2/10
Only Maura Tierney's boob saves this from one star
12 April 2010
Warning: Spoilers
The people who made this movie had the same lack of talent as Ed Wood, but with even less imagination and none of his ambition. Amish kids putting on plays in barns with goats in all the supporting roles have produced better stuff than Dead Women In Lingerie. And yes, that really is the title. And no, this film is not a spoof. So yes, it really is that bad.

The story concerns a small lingerie factory in downtown Los Angeles in the summer of 1987. The Mexican girls who work there start turning up dead in lingerie. Yeah, the title isn't even metaphoric or ironic in any sense. In the first instance of a weird mother theme that runs through the film, the mom of one of the dead girls asks a friend to have her private eye son check things out. Nick Marnes (John Romo) turns out to be one of the most ineffectual and least appealing private eyes in the history of cinema. He's much more concerned with hitting on the factory's lingerie designer, Molly Field (Maura Tierney), than in solving the murders. Despite Nick having all the charm of a wet steer suffering from Mad Cow Disease, Molly warms to him enough to ask him to have dinner with her family. She wants him there to be a shield against the guy her mom (June Lockhart) is trying to set her up with. That guy is played in the film by Ken Osmond, who was Eddie Haskel on Leave It To Beaver. Molly's dad is also played by Lyle Waggoner, the handsome dude from The Carol Burnett Show. Are you starting to get a whiff of how much this film stinks?

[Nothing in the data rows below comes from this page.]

//! Filter language
//!
//! Filters are written either as SQL-like text
//! (`size > 10M and ext in ('zip', 'rar')`) or as a structured JSON document.
//! Both lower to the same [`Expr`] tree and are evaluated by
//! [`FilterExpression`] against anything implementing [`FieldSource`].

pub mod ast;
pub mod error;
pub mod evaluator;
pub mod lexer;
pub mod parser;
pub mod presets;
pub mod size;
pub mod structured;
pub mod value;

pub use ast::{CompareOp, Expr, LogicalOp, PatternKind};
pub use error::{EvalError, ParseError};
pub use evaluator::{FieldSource, FilterExpression};
pub use parser::parse;
pub use size::{format_size, parse_size};
pub use structured::StructuredFilter;
pub use value::Value;

/// The three ways a filter can be written
#[derive(Debug, Clone, PartialEq)]
pub enum FilterInput {
    /// A preset name such as `images`
    Preset(&'static str),
    /// A JSON document
    Structured(serde_json::Value),
    /// Filter text
    Text(String),
}

impl FilterInput {
    /// Classify user input.
    ///
    /// Preset names win, then anything starting with `{` or `[` that parses as
    /// JSON. Everything else, including JSON-looking text that does not parse,
    /// is filter text.
    #[must_use]
    pub fn detect(input: &str) -> Self {
        let trimmed = input.trim();
        if let Some(name) = presets::names()
            .into_iter()
            .find(|name| name.eq_ignore_ascii_case(trimmed))
        {
            return Self::Preset(name);
        }
        if (trimmed.starts_with('{') || trimmed.starts_with('['))
            && let Ok(json) = serde_json::from_str::<serde_json::Value>(trimmed)
        {
            return Self::Structured(json);
        }
        Self::Text(input.to_string())
    }

    /// Lower to an expression tree.
    ///
    /// # Errors
    ///
    /// Returns `ParseError` when the text or document is malformed.
    pub fn to_expr(&self) -> Result<Expr, ParseError> {
        match self {
            Self::Preset(name) => presets::get(name)
                .map(|filter| filter.to_expr())
                .ok_or_else(|| ParseError::UnknownSymbol((*name).to_string())),
            Self::Structured(json) => Ok(StructuredFilter::from_value(json)?.to_expr()),
            Self::Text(text) => parse(text),
        }
    }

    /// Compile to an evaluator.
    ///
    /// # Errors
    ///
    /// Returns `ParseError` when the input is malformed.
    pub fn compile(&self) -> Result<FilterExpression, ParseError> {
        FilterExpression::from_expr(self.to_expr()?)
    }
}

/// Detect the input kind and compile it
///
/// # Errors
///
/// Returns `ParseError` when the input is malformed.
pub fn compile_input(input: &str) -> Result<FilterExpression, ParseError> {
    FilterInput::detect(input).compile()
}
use super::{ArchiveError, ArchiveReader, MemberEntry};
use crate::record::FileType;
use chrono::{DateTime, Local, NaiveDate, TimeZone, Utc};
use std::fs::File;
use std::io::BufReader;
use std::path::Path;
use zip::ZipArchive;
use zip::result::ZipError;

pub struct ZipReader;

impl ArchiveReader for ZipReader {
    fn list(&self, path: &Path) -> Result<Vec<MemberEntry>, ArchiveError> {
        let file = File::open(path)?;
        let mut archive = ZipArchive::new(BufReader::new(file)).map_err(map_zip_error)?;

        let mut entries = Vec::with_capacity(archive.len());
        for index in 0..archive.len() {
            // Raw access reads headers only, so encrypted members list fine.
            let member = archive.by_index_raw(index).map_err(map_zip_error)?;
            let file_type = if member.is_dir() {
                FileType::Dir
            } else {
                FileType::File
            };
            let mtime = member.last_modified().map(zip_time).unwrap_or_default();
            entries.push(MemberEntry::from_raw_path(
                member.name(),
                member.size(),
                mtime,
                file_type,
            ));
        }
        Ok(entries)
    }
}

/// Zip timestamps are local wall-clock time without a zone
fn zip_time(dt: zip::DateTime) -> DateTime<Utc> {
    NaiveDate::from_ymd_opt(i32::from(dt.year()), u32::from(dt.month()), u32::from(dt.day()))
        .and_then(|date| {
            date.and_hms_opt(
                u32::from(dt.hour()),
                u32::from(dt.minute()),
                u32::from(dt.second()),
            )
        })
        .and_then(|naive| Local.from_local_datetime(&naive).earliest())
        .map(|local| local.with_timezone(&Utc))
        .unwrap_or_default()
}

fn map_zip_error(err: ZipError) -> ArchiveError {
    match err {
        ZipError::Io(e) => ArchiveError::Io(e),
        other => ArchiveError::Corrupt(other.to_string()),
    }
}
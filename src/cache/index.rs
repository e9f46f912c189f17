//! Inverted index over a materialized result set
//!
//! Maps `archive` and `ext` values to record positions so repeated grouping
//! and filtering of the same records avoids a linear scan.

use crate::record::FileInfo;
use std::collections::HashMap;

#[derive(Debug, Clone, Default, PartialEq, Eq)]
pub struct InvertedIndex {
    archives: HashMap<String, Vec<usize>>,
    extensions: HashMap<String, Vec<usize>>,
    len: usize,
}

impl InvertedIndex {
    /// Index every record by position. Empty values (plain filesystem entries,
    /// names without an extension) are indexed too.
    #[must_use]
    pub fn build(records: &[FileInfo]) -> Self {
        let mut index = Self {
            len: records.len(),
            ..Self::default()
        };
        for (position, record) in records.iter().enumerate() {
            index
                .archives
                .entry(record.archive.clone())
                .or_default()
                .push(position);
            index.extensions.entry(record.ext()).or_default().push(position);
        }
        index
    }

    /// Number of records the index was built over
    #[must_use]
    pub const fn len(&self) -> usize {
        self.len
    }

    #[must_use]
    pub const fn is_empty(&self) -> bool {
        self.len == 0
    }

    #[must_use]
    pub fn by_archive(&self, archive: &str) -> &[usize] {
        self.archives.get(archive).map_or(&[], Vec::as_slice)
    }

    /// Positions of records with extension `ext`. A leading dot and case are
    /// ignored.
    #[must_use]
    pub fn by_ext(&self, ext: &str) -> &[usize] {
        self.extensions
            .get(&normalize_ext(ext))
            .map_or(&[], Vec::as_slice)
    }

    /// Records inside `archive`, in their original order
    #[must_use]
    pub fn filter_by_archive<'a>(&self, records: &'a [FileInfo], archive: &str) -> Vec<&'a FileInfo> {
        select(records, self.by_archive(archive))
    }

    #[must_use]
    pub fn filter_by_ext<'a>(&self, records: &'a [FileInfo], ext: &str) -> Vec<&'a FileInfo> {
        select(records, self.by_ext(ext))
    }

    /// Distinct non-empty archive paths, sorted
    #[must_use]
    pub fn archives(&self) -> Vec<&str> {
        sorted_keys(&self.archives)
    }

    /// Distinct non-empty extensions, sorted
    #[must_use]
    pub fn extensions(&self) -> Vec<&str> {
        sorted_keys(&self.extensions)
    }
}

fn normalize_ext(ext: &str) -> String {
    ext.trim_start_matches('.').to_lowercase()
}

fn select<'a>(records: &'a [FileInfo], positions: &[usize]) -> Vec<&'a FileInfo> {
    positions.iter().filter_map(|&i| records.get(i)).collect()
}

fn sorted_keys(map: &HashMap<String, Vec<usize>>) -> Vec<&str> {
    let mut keys: Vec<&str> = map
        .keys()
        .map(String::as_str)
        .filter(|key| !key.is_empty())
        .collect();
    keys.sort_unstable();
    keys
}
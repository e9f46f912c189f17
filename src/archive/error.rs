use std::io;
use thiserror::Error;

/// Errors raised while listing an archive
///
/// Every variant is local to one archive. The walker reports it and moves on.
#[derive(Debug, Error)]
pub enum ArchiveError {
    /// No reader for this format, or its optional feature is not compiled in
    #[error("Unsupported archive format: {0}")]
    Unsupported(String),

    #[error("Corrupt archive: {0}")]
    Corrupt(String),

    #[error("Archive is encrypted and needs a password")]
    PasswordRequired,

    #[error("I/O error: {0}")]
    Io(#[from] io::Error),
}
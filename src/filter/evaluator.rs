use super::ast::{Expr, LogicalOp, PatternMatch};
use super::error::{EvalError, ParseError};
use super::parser::parse;
use super::value::Value;
use std::fmt;

/// Anything that can answer symbol lookups during evaluation
///
/// Returns `None` for names the source does not know, which the evaluator
/// reports as `EvalError::UnknownSymbol`.
pub trait FieldSource {
    fn field(&self, name: &str) -> Option<Value>;
}

impl<F> FieldSource for F
where
    F: Fn(&str) -> Option<Value>,
{
    fn field(&self, name: &str) -> Option<Value> {
        self(name)
    }
}

/// A compiled filter, ready to be tested against many records
///
/// Literal LIKE/ILIKE/RLIKE patterns are compiled once here. A filter whose root
/// is a truthy literal (`1`, `true`, an empty structured group) takes a fast
/// path and never touches the record.
#[derive(Debug, Clone)]
pub struct FilterExpression {
    expr: Expr,
    accept_all: bool,
}

impl FilterExpression {
    /// Compile filter text.
    ///
    /// # Errors
    ///
    /// Returns `ParseError` if the text is malformed or contains an invalid
    /// literal pattern.
    pub fn compile(text: &str) -> Result<Self, ParseError> {
        Self::from_expr(parse(text)?)
    }

    /// Compile an already-built expression tree.
    ///
    /// # Errors
    ///
    /// Returns `ParseError::InvalidRegex` if a literal pattern does not compile.
    pub fn from_expr(expr: Expr) -> Result<Self, ParseError> {
        prepare_patterns(&expr)?;
        let accept_all = matches!(&expr, Expr::Literal(value) if value.truthy());
        Ok(Self { expr, accept_all })
    }

    /// Filter that accepts every record
    #[must_use]
    pub fn accept_all() -> Self {
        Self {
            expr: Expr::Literal(Value::Bool(true)),
            accept_all: true,
        }
    }

    #[must_use]
    pub const fn is_accept_all(&self) -> bool {
        self.accept_all
    }

    #[must_use]
    pub const fn expr(&self) -> &Expr {
        &self.expr
    }

    #[must_use]
    pub fn symbols(&self) -> Vec<&str> {
        self.expr.symbols()
    }

    /// Test one record.
    ///
    /// # Errors
    ///
    /// Returns `EvalError` when the record lacks a referenced field or operand
    /// kinds do not fit an operator. The caller decides whether that counts as
    /// a non-match.
    pub fn test(&self, record: &dyn FieldSource) -> Result<bool, EvalError> {
        if self.accept_all {
            return Ok(true);
        }
        Ok(eval(&self.expr, record)?.truthy())
    }
}

impl fmt::Display for FilterExpression {
    fn fmt(&self, f: &mut fmt::Formatter<'_>) -> fmt::Result {
        write!(f, "{}", self.expr)
    }
}

fn prepare_patterns(expr: &Expr) -> Result<(), ParseError> {
    match expr {
        Expr::Literal(_) | Expr::Symbol(_) => Ok(()),
        Expr::Compare { left, right, .. } | Expr::Logical { left, right, .. } => {
            prepare_patterns(left)?;
            prepare_patterns(right)
        }
        Expr::Not(inner) => prepare_patterns(inner),
        Expr::Pattern(p) => {
            prepare_patterns(&p.left)?;
            if let Expr::Literal(Value::Text(pattern)) = p.pattern.as_ref()
                && p.regex.get().is_none()
            {
                let regex = p.kind.build_regex(pattern).map_err(ParseError::InvalidRegex)?;
                let _ = p.regex.set(regex);
            }
            Ok(())
        }
        Expr::Between { expr, low, high, .. } => {
            prepare_patterns(expr)?;
            prepare_patterns(low)?;
            prepare_patterns(high)
        }
        Expr::In { expr, values, .. } => {
            prepare_patterns(expr)?;
            values.iter().try_for_each(prepare_patterns)
        }
    }
}

fn eval(expr: &Expr, record: &dyn FieldSource) -> Result<Value, EvalError> {
    match expr {
        Expr::Literal(value) => Ok(value.clone()),
        Expr::Symbol(name) => record
            .field(name)
            .ok_or_else(|| EvalError::UnknownSymbol(name.clone())),
        Expr::Compare { op, left, right } => {
            let l = eval(left, record)?;
            let r = eval(right, record)?;
            Ok(Value::Bool(l.compare(*op, &r)?))
        }
        Expr::Logical { op, left, right } => {
            let l = eval(left, record)?.truthy();
            let result = match op {
                LogicalOp::And => l && eval(right, record)?.truthy(),
                LogicalOp::Or => l || eval(right, record)?.truthy(),
            };
            Ok(Value::Bool(result))
        }
        Expr::Not(inner) => Ok(Value::Bool(!eval(inner, record)?.truthy())),
        Expr::Pattern(p) => eval_pattern(p, record).map(Value::Bool),
        Expr::Between {
            expr,
            low,
            high,
            negated,
        } => {
            let v = eval(expr, record)?;
            let lo = eval(low, record)?;
            let hi = eval(high, record)?;
            match (lo.partial_order(&v), v.partial_order(&hi)) {
                (Some(a), Some(b)) => Ok(Value::Bool((a.is_le() && b.is_le()) != *negated)),
                _ => Err(EvalError::TypeMismatch {
                    op: "BETWEEN",
                    left: v.kind(),
                    right: if lo.kind() == v.kind() { hi.kind() } else { lo.kind() },
                }),
            }
        }
        Expr::In {
            expr,
            values,
            negated,
        } => {
            let v = eval(expr, record)?;
            let mut found = false;
            for candidate in values {
                if v.same_kind_eq(&eval(candidate, record)?) == Some(true) {
                    found = true;
                    break;
                }
            }
            Ok(Value::Bool(found != *negated))
        }
    }
}

fn eval_pattern(p: &PatternMatch, record: &dyn FieldSource) -> Result<bool, EvalError> {
    let Value::Text(text) = eval(&p.left, record)? else {
        return Err(EvalError::InvalidOperator {
            op: p.kind.keyword(),
            kind: "non-text",
        });
    };
    let matched = if let Some(regex) = p.regex.get() {
        regex.is_match(&text)
    } else {
        let Value::Text(pattern) = eval(&p.pattern, record)? else {
            return Err(EvalError::InvalidOperator {
                op: p.kind.keyword(),
                kind: "non-text",
            });
        };
        p.kind
            .build_regex(&pattern)
            .map_err(EvalError::InvalidRegex)?
            .is_match(&text)
    };
    Ok(matched != p.negated)
}

#[cfg(test)]
mod tests {
    use super::*;
    use std::collections::HashMap;

    struct Fields(HashMap<&'static str, Value>);

    impl FieldSource for Fields {
        fn field(&self, name: &str) -> Option<Value> {
            self.0.get(name).cloned()
        }
    }

    fn record() -> Fields {
        Fields(HashMap::from([
            ("name", Value::text("holiday.JPG")),
            ("ext", Value::text("jpg")),
            ("size", Value::Number(2000)),
            ("archive", Value::text("")),
            ("date", Value::text("2024-05-01")),
            ("today", Value::text("2024-05-03")),
        ]))
    }

    fn matches(filter: &str) -> bool {
        FilterExpression::compile(filter)
            .unwrap()
            .test(&record())
            .unwrap()
    }

    #[test]
    fn test_comparisons() {
        assert!(matches("size > 1K"));
        assert!(matches("size = 2000"));
        assert!(matches("ext = 'jpg'"));
        assert!(!matches("ext <> 'jpg'"));
        assert!(matches("date < today"));
    }

    #[test]
    fn test_between() {
        assert!(matches("size between 1K and 10K"));
        assert!(!matches("size not between 1K and 10K"));
        assert!(matches("date between '2024-01-01' and '2024-12-31'"));
    }

    #[test]
    fn test_between_bounds_inclusive() {
        assert!(matches("size between 2000 and 2000"));
    }

    #[test]
    fn test_in_skips_mismatched_kinds() {
        assert!(matches("ext in (1, 'png', 'jpg')"));
        assert!(matches("ext not in ('png', 'gif')"));
        assert!(!matches("size in ('2000')"));
    }

    #[test]
    fn test_like_family() {
        assert!(matches("name like 'holiday.%'"));
        assert!(!matches("name like '%.jpg'"));
        assert!(matches("name ilike '%.jpg'"));
        assert!(matches("name not like 'x%'"));
        assert!(matches("name rlike 'day\\.'"));
        assert!(matches("name like 'holiday___G'"));
    }

    #[test]
    fn test_like_with_symbol_pattern() {
        let f = FilterExpression::compile("date like today").unwrap();
        assert!(!f.test(&record()).unwrap());
    }

    #[test]
    fn test_logic_short_circuit_skips_unknown_symbol() {
        assert!(!matches("size > 1M and nosuch = 1"));
        assert!(matches("size > 1K or nosuch = 1"));
    }

    #[test]
    fn test_truthiness() {
        assert!(!matches("archive"));
        assert!(matches("not archive"));
        assert!(matches("size"));
    }

    #[test]
    fn test_unknown_symbol_is_eval_error() {
        let f = FilterExpression::compile("colour = 'red'").unwrap();
        assert_eq!(
            f.test(&record()),
            Err(EvalError::UnknownSymbol("colour".to_string()))
        );
    }

    #[test]
    fn test_type_mismatch_is_eval_error() {
        let f = FilterExpression::compile("size = 'big'").unwrap();
        assert!(matches!(f.test(&record()), Err(EvalError::TypeMismatch { .. })));
        let f = FilterExpression::compile("size between 'a' and 'b'").unwrap();
        assert!(matches!(f.test(&record()), Err(EvalError::TypeMismatch { .. })));
        let f = FilterExpression::compile("size like '2%'").unwrap();
        assert!(matches!(f.test(&record()), Err(EvalError::InvalidOperator { .. })));
    }

    #[test]
    fn test_accept_all_fast_path() {
        let f = FilterExpression::compile("1").unwrap();
        assert!(f.is_accept_all());
        let empty = |_: &str| -> Option<Value> { None };
        assert!(f.test(&empty).unwrap());
        assert!(FilterExpression::compile("true").unwrap().is_accept_all());
        assert!(!FilterExpression::compile("0").unwrap().is_accept_all());
        assert!(!FilterExpression::compile("size > 0").unwrap().is_accept_all());
    }

    #[test]
    fn test_invalid_literal_regex_is_parse_error() {
        assert!(matches!(
            FilterExpression::compile("name rlike '('"),
            Err(ParseError::InvalidRegex(_))
        ));
    }

    #[test]
    fn test_regex_compiled_once() {
        let f = FilterExpression::compile("name like '%.JPG'").unwrap();
        let Expr::Pattern(p) = f.expr() else {
            panic!("expected pattern");
        };
        assert!(p.regex.get().is_some());
        for _ in 0..3 {
            assert!(f.test(&record()).unwrap());
        }
    }

    #[test]
    fn test_closure_field_source() {
        let f = FilterExpression::compile("n >= 3").unwrap();
        let source = |name: &str| (name == "n").then_some(Value::Number(3));
        assert!(f.test(&source).unwrap());
    }
}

Nick is somehow able to get Molly into bed without using a date rape drug, which elevates this movie into the realm of science fiction, and eventually discovers who killed the Mexican girls. Well, he doesn't so much discover it as after providing no real clues to the killer's identify for the first 70 minutes of the movie, the script essentially erects a neon sign that spells out "killer" with an arrow pointed at a minor character who had been previously seen in the movie for about 98 seconds. Oh, and Dead Women in Lingerie also grinds to a complete halt on three different occasions so a character can lecture the audience about how unfair to illegal aliens was the amnesty signed into law by President Reagan in 1987. Since this movie was made in 1991, I can only guess that message was aimed at people with time machines, so they would travel back 4 years and try to fix the problem.

The only mildly interesting thing about this film is if you look at it like a window into the lower levels of the film industry. It's a sub-strata of Hollywood where people with talent, like Maura Tierney and Jerry Orbach, and people who used to have talent, like June Lockhart and Lyle Waggoner, rub up against people with no talent, like John Romo and Ken Osmond. Watching this movie, I felt a little like Diane Fossey from Gorillas In The Mist…except some of the gorillas I was observing appeared to have been lobotomized.

It is hard to exaggerate, even for comedic effect, how worthless John Romo is as an actor and a writer. As a performer, he's like an accountant who gets on stage during open mic night at The Chuckle Hut. His material is awful, his delivery is even worse and he never gets any better no matter how many times he does it. As a scripter, Romo demonstrates that he can't handle a narrative more complicated than "Jack and Jill went up the hill".

Director/co-writer Erica Fox can't be left out of this autopsy. The scenes in this movie are poorly staged, poorly lit, go on too long and are filled with laughably pretentious camera movements that prove Hill had no idea how horrible this thing was. She's also got to share the blame for filling up the screen with characters that serve no Earthly purpose and filling the air with dialog that wouldn't have been good enough to make it on a Bazooka Joe gum wrapper.

I must also sadly report that Tierney flashes a bare boob in this cinematic puddle of komodo dragon diarrhea. Now, I don't think there's anyone out there who would enjoy gazing on Tierney's breasts more than I, but it's profoundly pitiful that she had to expose one of them in something so unworthy of her beauty and talent. It's like hanging a painting by Da Vinci in one of those porno shop booths where guys go to pleasure themselves while staring at single mothers standing naked behind the glass. Maybe Tierney's enough of an exhibitionist that it didn't bother her. It does bother me.

Let me be clear. Though the title of this thing is Dead Woman In Lingerie, it is NOT a parody of bad erotic thrillers. Though Maura Tierney bares half her bosom, it is NOT worth watching. If you go out and rent this thing after reading this review, you deserve to be shot in the head with an air-powered bolt gun by that guy with the hippie Moe haircut from No Country For Old Men. Don't think I won't tell him where you live.